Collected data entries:
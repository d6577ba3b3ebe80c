//! Configuration file loading and command-line overrides.

use std::path::{Path, PathBuf};

use anyhow::{Context, Result};
use clap::ValueEnum;
use serde::{Deserialize, Serialize};
use tracing::debug;
use visage_faceindex::{Backend, HnswConfig};
use visage_metric::Metric;
use visage_recognize::{ClassifierConfig, Strategy};
use visage_triplet::SamplerConfig;

use crate::Cli;

/// Default base configuration directory name.
pub const DEFAULT_BASE_DIR: &str = ".visage";

/// Default configuration filename.
pub const DEFAULT_CONFIG_FILE: &str = "config.yaml";

/// Default index filename under the data directory.
pub const DEFAULT_INDEX_FILE: &str = "index.vidx";

fn home_dir() -> Result<PathBuf> {
    dirs::home_dir().context("could not find home directory")
}

/// Returns ~/.visage/config.yaml.
pub fn default_config_path() -> Result<PathBuf> {
    Ok(home_dir()?.join(DEFAULT_BASE_DIR).join(DEFAULT_CONFIG_FILE))
}

/// Returns ~/.visage/data/index.vidx.
pub fn default_index_path() -> Result<PathBuf> {
    Ok(home_dir()?
        .join(DEFAULT_BASE_DIR)
        .join("data")
        .join(DEFAULT_INDEX_FILE))
}

#[derive(Debug, Clone, Copy, Default, PartialEq, Eq, Serialize, Deserialize, ValueEnum)]
#[serde(rename_all = "snake_case")]
pub enum BackendKind {
    #[default]
    Flat,
    Hnsw,
}

/// Training-side settings used by `visage mine`.
#[derive(Debug, Clone, Serialize, Deserialize)]
#[serde(default)]
pub struct TrainingConfig {
    pub classes_per_batch: usize,
    pub samples_per_class: usize,
    pub margin: f32,
    pub seed: Option<u64>,
}

impl Default for TrainingConfig {
    fn default() -> Self {
        let sampler = SamplerConfig::default();
        Self {
            classes_per_batch: sampler.classes_per_batch,
            samples_per_class: sampler.samples_per_class,
            margin: 1.0,
            seed: None,
        }
    }
}

impl TrainingConfig {
    pub fn sampler(&self) -> SamplerConfig {
        SamplerConfig {
            classes_per_batch: self.classes_per_batch,
            samples_per_class: self.samples_per_class,
            seed: self.seed,
        }
    }
}

/// Configuration file format.
#[derive(Debug, Clone, Serialize, Deserialize)]
#[serde(default)]
pub struct Config {
    /// Embedding model the index was built for.
    pub model_id: String,

    /// Index file. Default: ~/.visage/data/index.vidx.
    pub index_path: Option<PathBuf>,

    /// Acceptance radius τ.
    pub threshold: f32,

    pub strategy: Strategy,

    /// Metric for newly created indices. Loaded indices keep their own.
    pub metric: Metric,

    pub backend: BackendKind,

    pub hnsw: HnswConfig,

    pub training: TrainingConfig,
}

impl Default for Config {
    fn default() -> Self {
        Self {
            model_id: "default".into(),
            index_path: None,
            threshold: ClassifierConfig::default().threshold,
            strategy: Strategy::default(),
            metric: Metric::default(),
            backend: BackendKind::default(),
            hnsw: HnswConfig::default(),
            training: TrainingConfig::default(),
        }
    }
}

impl Config {
    /// Reads `path`; a missing file yields the defaults.
    pub fn load_file(path: &Path) -> Result<Self> {
        if !path.exists() {
            debug!("config {} not found, using defaults", path.display());
            return Ok(Self::default());
        }
        let content = std::fs::read_to_string(path)
            .with_context(|| format!("failed to read config {}", path.display()))?;
        let cfg = serde_yaml::from_str(&content)
            .with_context(|| format!("failed to parse config {}", path.display()))?;
        debug!("loaded config from {}", path.display());
        Ok(cfg)
    }

    /// Writes the configuration as YAML, creating parent directories.
    pub fn save_file(&self, path: &Path) -> Result<()> {
        if let Some(parent) = path.parent() {
            std::fs::create_dir_all(parent)
                .with_context(|| format!("failed to create {}", parent.display()))?;
        }
        let content = serde_yaml::to_string(self)?;
        std::fs::write(path, content)
            .with_context(|| format!("failed to write config {}", path.display()))?;
        Ok(())
    }

    /// Applies command-line overrides on top of the file values.
    pub fn apply(&mut self, cli: &Cli) {
        if let Some(model) = &cli.model {
            self.model_id = model.clone();
        }
        if let Some(index) = &cli.index {
            self.index_path = Some(PathBuf::from(index));
        }
        if let Some(threshold) = cli.threshold {
            self.threshold = threshold;
        }
        if let Some(backend) = cli.backend {
            self.backend = backend;
        }
    }

    pub fn index_path(&self) -> Result<PathBuf> {
        match &self.index_path {
            Some(p) => Ok(p.clone()),
            None => default_index_path(),
        }
    }

    pub fn backend(&self) -> Backend {
        match self.backend {
            BackendKind::Flat => Backend::Flat,
            BackendKind::Hnsw => Backend::Hnsw(self.hnsw.clone()),
        }
    }

    pub fn classifier(&self) -> ClassifierConfig {
        ClassifierConfig {
            threshold: self.threshold,
            strategy: self.strategy,
        }
    }
}

/// Resolves the config path from `--config` or the default location.
pub fn config_path(cli: &Cli) -> Result<PathBuf> {
    match &cli.config {
        Some(p) => Ok(PathBuf::from(p)),
        None => default_config_path(),
    }
}

/// Loads the configuration and applies command-line overrides.
pub fn load_config(cli: &Cli) -> Result<Config> {
    let mut cfg = Config::load_file(&config_path(cli)?)?;
    cfg.apply(cli);
    Ok(cfg)
}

REQUIRED WORK: Only the lines with the string "None" are wanted; pick them out of the records above and copy them.

ANSWER SPACE:
            seed: None,
            index_path: None,
            None => default_index_path(),
        None => default_config_path(),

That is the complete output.